Background: Cross-sectional reports suggest that statin users are less likely to have Alzheimer disease (AD). Prospective studies have provided inconsistent evidence. Moreover, it is unclear whether the association differs for lipohilic statins, those that could more easily pass the blood–brain barrier and hydrophilic statins.

Objectives: To prospectively evaluate whether use of statins is associated with the risk of AD, and to determine whether associations differ for lipophilic and hydrophilic statins.

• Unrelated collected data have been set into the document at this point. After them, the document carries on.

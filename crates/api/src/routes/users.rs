//! User endpoint handlers.

use axum::{
    extract::State,
    http::StatusCode,
    Json,
};
use domain::models::{CreateUserRequest, User};
use shared::password::hash_password;
use validator::Validate;

use super::conclude;
use crate::app::AppState;
use crate::document::ApiDocument;
use crate::error::{require_positive_id, ApiError};
use crate::extractors::{ApiJson, ApiPath};

/// List all users.
///
/// GET /api/v1/users
pub async fn list_users(
    State(state): State<AppState>,
) -> Result<Json<ApiDocument<Vec<User>>>, ApiError> {
    let outcome = state.users.list_users().await?;
    let users = conclude("list_users", outcome)?;
    Ok(Json(ApiDocument::data(users)))
}

/// Create a user. The password is stored as an Argon2id hash.
///
/// POST /api/v1/users
pub async fn create_user(
    State(state): State<AppState>,
    ApiJson(request): ApiJson<CreateUserRequest>,
) -> Result<(StatusCode, Json<ApiDocument<User>>), ApiError> {
    request.validate()?;

    let request = CreateUserRequest {
        password: hash_password(&request.password)?,
        ..request
    };

    let outcome = state.users.create_user(request).await?;
    let user = conclude("create_user", outcome)?;
    Ok((StatusCode::CREATED, Json(ApiDocument::data(user))))
}

/// Replace a user's name, last name and email. The stored password is kept.
///
/// PUT /api/v1/users/:id
pub async fn update_user(
    State(state): State<AppState>,
    ApiPath(id): ApiPath<i64>,
    ApiJson(request): ApiJson<CreateUserRequest>,
) -> Result<Json<ApiDocument<User>>, ApiError> {
    let id = require_positive_id(id)?;
    request.validate()?;

    let outcome = state.users.update_user(id, request).await?;
    let user = conclude("update_user", outcome)?;
    Ok(Json(ApiDocument::data(user)))
}
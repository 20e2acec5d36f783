//! User repository for database operations.

use async_trait::async_trait;
use domain::models::{User, UserRecord};
use domain::services::{StoreError, UserStore};
use sqlx::PgPool;

use crate::entities::UserEntity;
use crate::metrics::QueryTimer;

/// Repository for user database operations.
#[derive(Clone)]
pub struct UserRepository {
    pool: PgPool,
}

impl UserRepository {
    pub fn new(pool: PgPool) -> Self {
        Self { pool }
    }

    async fn insert(&self, user: UserRecord) -> Result<User, StoreError> {
        let timer = QueryTimer::new("insert_user");
        let result = sqlx::query_as::<_, UserEntity>(
            r#"
            INSERT INTO users (name, last_name, email, password)
            VALUES ($1, $2, $3, $4)
            RETURNING id, name, last_name, email, password
            "#,
        )
        .bind(&user.name)
        .bind(&user.last_name)
        .bind(&user.email)
        .bind(&user.password)
        .fetch_one(&self.pool)
        .await;
        timer.record();

        Ok(result?.into())
    }

    async fn replace(&self, id: i64, user: UserRecord) -> Result<User, StoreError> {
        let timer = QueryTimer::new("update_user");
        let result = sqlx::query_as::<_, UserEntity>(
            r#"
            UPDATE users
            SET name = $2, last_name = $3, email = $4, password = $5
            WHERE id = $1
            RETURNING id, name, last_name, email, password
            "#,
        )
        .bind(id)
        .bind(&user.name)
        .bind(&user.last_name)
        .bind(&user.email)
        .bind(&user.password)
        .fetch_optional(&self.pool)
        .await;
        timer.record();

        result?
            .map(Into::into)
            .ok_or_else(|| StoreError::Missing(format!("user {}", id)))
    }
}

#[async_trait]
impl UserStore for UserRepository {
    async fn find_by_id(&self, id: i64) -> Result<Option<User>, StoreError> {
        let timer = QueryTimer::new("find_user_by_id");
        let result = sqlx::query_as::<_, UserEntity>(
            r#"
            SELECT id, name, last_name, email, password
            FROM users
            WHERE id = $1
            "#,
        )
        .bind(id)
        .fetch_optional(&self.pool)
        .await;
        timer.record();

        Ok(result?.map(Into::into))
    }

    async fn find_all(&self) -> Result<Vec<User>, StoreError> {
        let timer = QueryTimer::new("find_all_users");
        let result = sqlx::query_as::<_, UserEntity>(
            r#"
            SELECT id, name, last_name, email, password
            FROM users
            ORDER BY id
            "#,
        )
        .fetch_all(&self.pool)
        .await;
        timer.record();

        Ok(result?.into_iter().map(Into::into).collect())
    }

    async fn exists_by_email(&self, email: &str) -> Result<bool, StoreError> {
        let timer = QueryTimer::new("user_email_exists");
        let result = sqlx::query_scalar::<_, bool>(
            r#"
            SELECT EXISTS(SELECT 1 FROM users WHERE email = $1)
            "#,
        )
        .bind(email)
        .fetch_one(&self.pool)
        .await;
        timer.record();

        Ok(result?)
    }

    async fn save(&self, user: UserRecord) -> Result<User, StoreError> {
        match user.id {
            Some(id) => self.replace(id, user).await,
            None => self.insert(user).await,
        }
    }
}
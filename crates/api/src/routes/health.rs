//! Health check endpoint handlers.

use axum::{extract::State, http::StatusCode, Json};
use serde::Serialize;

use crate::app::AppState;
use crate::config::StorageBackend;

/// Health check response.
#[derive(Debug, Serialize)]
#[serde(rename_all = "snake_case")]
pub struct HealthResponse {
    pub status: String,
    pub version: String,
    pub storage: StorageHealth,
}

/// Storage backend health status.
#[derive(Debug, Serialize)]
#[serde(rename_all = "snake_case")]
pub struct StorageHealth {
    pub backend: StorageBackend,
    pub connected: bool,
    #[serde(skip_serializing_if = "Option::is_none")]
    pub latency_ms: Option<u64>,
}

/// Simple status response for liveness/readiness probes.
#[derive(Debug, Serialize)]
pub struct StatusResponse {
    pub status: String,
}

async fn check_storage(state: &AppState) -> StorageHealth {
    let backend = state.config.storage.backend;
    let Some(pool) = &state.pool else {
        // The in-memory store cannot be disconnected
        return StorageHealth {
            backend,
            connected: true,
            latency_ms: None,
        };
    };

    let start = std::time::Instant::now();
    let connected = persistence::db::ping(pool).await.is_ok();
    let latency_ms = start.elapsed().as_millis() as u64;
    persistence::metrics::record_pool_metrics(pool);

    StorageHealth {
        backend,
        connected,
        latency_ms: connected.then_some(latency_ms),
    }
}

/// Full health check endpoint.
///
/// GET /api/health
pub async fn health_check(
    State(state): State<AppState>,
) -> Result<Json<HealthResponse>, StatusCode> {
    let storage = check_storage(&state).await;

    if !storage.connected {
        tracing::warn!(backend = ?storage.backend, "Storage health check failed");
        return Err(StatusCode::SERVICE_UNAVAILABLE);
    }

    Ok(Json(HealthResponse {
        status: "healthy".to_string(),
        version: env!("CARGO_PKG_VERSION").to_string(),
        storage,
    }))
}

/// Liveness probe endpoint. Returns 200 OK if the process is running.
pub async fn live() -> Json<StatusResponse> {
    Json(StatusResponse {
        status: "alive".to_string(),
    })
}

/// Readiness probe endpoint. Returns 200 OK once storage answers.
pub async fn ready(State(state): State<AppState>) -> Result<Json<StatusResponse>, StatusCode> {
    if check_storage(&state).await.connected {
        Ok(Json(StatusResponse {
            status: "ready".to_string(),
        }))
    } else {
        Err(StatusCode::SERVICE_UNAVAILABLE)
    }
}
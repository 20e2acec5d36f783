//! Typed workflow outcome.

/// Result of a workflow call that completed without a storage error.
///
/// `Failure` carries an expected, enumerable business outcome (a conflict, a
/// missing record). Unexpected storage errors never appear here; workflows
/// return those through the outer `Result`.
#[must_use]
#[derive(Debug, Clone, PartialEq, Eq)]
pub enum Outcome<T, F> {
    Success(T),
    Failure(F),
}

impl<T, F> Outcome<T, F> {
    pub fn is_success(&self) -> bool {
        matches!(self, Outcome::Success(_))
    }

    pub fn is_failure(&self) -> bool {
        !self.is_success()
    }

    pub fn success(self) -> Option<T> {
        match self {
            Outcome::Success(value) => Some(value),
            Outcome::Failure(_) => None,
        }
    }

    pub fn failure(self) -> Option<F> {
        match self {
            Outcome::Success(_) => None,
            Outcome::Failure(failure) => Some(failure),
        }
    }

    pub fn into_result(self) -> Result<T, F> {
        self.into()
    }
}

impl<T, F> From<Outcome<T, F>> for Result<T, F> {
    fn from(outcome: Outcome<T, F>) -> Self {
        match outcome {
            Outcome::Success(value) => Ok(value),
            Outcome::Failure(failure) => Err(failure),
        }
    }
}

#[cfg(test)]
mod tests {
    use super::*;

    #[test]
    fn test_into_result() {
        let ok: Outcome<i32, &str> = Outcome::Success(1);
        assert_eq!(ok.into_result(), Ok(1));

        let failed: Outcome<i32, &str> = Outcome::Failure("nope");
        assert!(failed.is_failure());
        assert_eq!(failed.into_result(), Err("nope"));
    }
}
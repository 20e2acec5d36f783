//! Persistence layer for the fut backend.
//!
//! This crate contains:
//! - Database connection management and migrations
//! - Entity definitions (database row mappings)
//! - Postgres repositories implementing the domain store traits
//! - An in-memory store with the same constraints

pub mod db;
pub mod entities;
pub mod memory;
pub mod metrics;
pub mod repositories;

pub use memory::InMemoryStore;
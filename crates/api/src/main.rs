use anyhow::Result;
use std::sync::Arc;
use tracing::info;

use fut_api::app::{self, AppState, Storage};
use fut_api::config::{Config, StorageBackend};
use fut_api::middleware;

#[tokio::main]
async fn main() -> Result<()> {
    // Load .env file if present
    dotenvy::dotenv().ok();

    let config = Config::load()?;

    middleware::logging::init_logging(&config.logging);
    middleware::init_metrics()?;

    info!("Starting fut API v{}", env!("CARGO_PKG_VERSION"));

    let storage = match config.storage.backend {
        StorageBackend::Postgres => {
            let pool = persistence::db::create_pool(&(&config.database).into()).await?;

            info!("Running database migrations...");
            persistence::db::run_migrations(&pool).await?;
            info!("Migrations completed");

            Storage::Postgres(pool)
        }
        StorageBackend::Memory => {
            info!("Using in-memory storage; data is lost on shutdown");
            Storage::Memory(Arc::new(persistence::InMemoryStore::new()))
        }
    };

    let addr = config.socket_addr()?;
    let app = app::create_app(AppState::new(config, storage));

    info!("Server listening on {}", addr);
    let listener = tokio::net::TcpListener::bind(addr).await?;
    axum::serve(listener, app).await?;

    Ok(())
}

Method: 6992 participants of the prospective, population-based Rotterdam Study were followed, from baseline (1990–1993) until January 2005 for incident AD. Data on all filled prescriptions came from pharmacy records. For each date on which each event occurred, cholesterol-lowering drug use for the person who experienced the event and all remaining persons in the cohort was categorised as “any” or “never” use. A distinction was made between statin, lipophilic and hydrophilic statins, and non-statin cholesterol-lowering drugs. Data were analysed with the Cox regression analysis, adjusting for sex, age and potential confounders.

Results: During follow-up (mean 9 years), 582 persons developed AD. Compared with never use of cholesterol-lowering drugs, statin use was associated with a decreased risk of AD (HR 0.57; 95% CI 0.37 to 0.90), but non-statin cholesterol-lowering drug use was not (HR 1.05; 95% CI 0.45 to 2.44). HRs were equal for lipophilic (HR 0.54; 95% CI 0.32 to 0.89) and hydrophilic statins (HR 0.54; 95% CI 0.26 to 1.11).

Conclusion: In the general population, the use of statins, but not of non-statin cholesterol-lowering drugs, was associated with a lower risk of AD compared with never use of cholesterol-lowering drugs. The protective effect was independent of the lipophilicity of statins.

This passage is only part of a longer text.